**Stored items**:
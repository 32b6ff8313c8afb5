//! Sends a burst of calls through a rate-limited client against a local mock API and prints
//! each throttling event the limiter reports.

// std
use std::time::Instant;
// crates.io
use color_eyre::Result;
use httpmock::prelude::*;
use time::Duration;
use url::Url;
// self
use meli_sdk::{client::MeliClient, http::TransportConfig, rate_limit::RateLimitConfig};

#[tokio::main]
async fn main() -> Result<()> {
	color_eyre::install()?;

	let server = MockServer::start_async().await;
	let mock = server
		.mock_async(|when, then| {
			when.method(GET).path("/sites/MLA/categories");
			then.status(200).header("content-type", "application/json").body("[]");
		})
		.await;
	let budget =
		RateLimitConfig::new(3, Duration::seconds(2))?.with_safety_margin(Duration::milliseconds(100))?;
	let client =
		MeliClient::rate_limited(&TransportConfig::default(), budget, "1234567890", "demo-secret")?
			.with_api_root(Url::parse(&server.base_url())?);

	client.transport().set_observer(|event| {
		println!(
			"Throttled: {} of {} calls in the window, waiting {:.2}s.",
			event.current_count,
			event.max_requests,
			event.wait.as_seconds_f64()
		);
	});

	let started = Instant::now();

	for i in 1..=7 {
		let response = client.get("/sites/MLA/categories", &[]).await?;
		let stats = client.transport().stats();

		println!(
			"Call {i}: HTTP {} after {:?} ({} remaining).",
			response.status_code(),
			started.elapsed(),
			stats.requests_remaining
		);
	}

	mock.assert_calls_async(7).await;

	println!("Limiter counters: {:?}.", client.transport().metrics());

	Ok(())
}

**Your objective**:
Counting only lines that contain "Duration", what is the total for the entries above? Give the number alone.

**Response below**:
2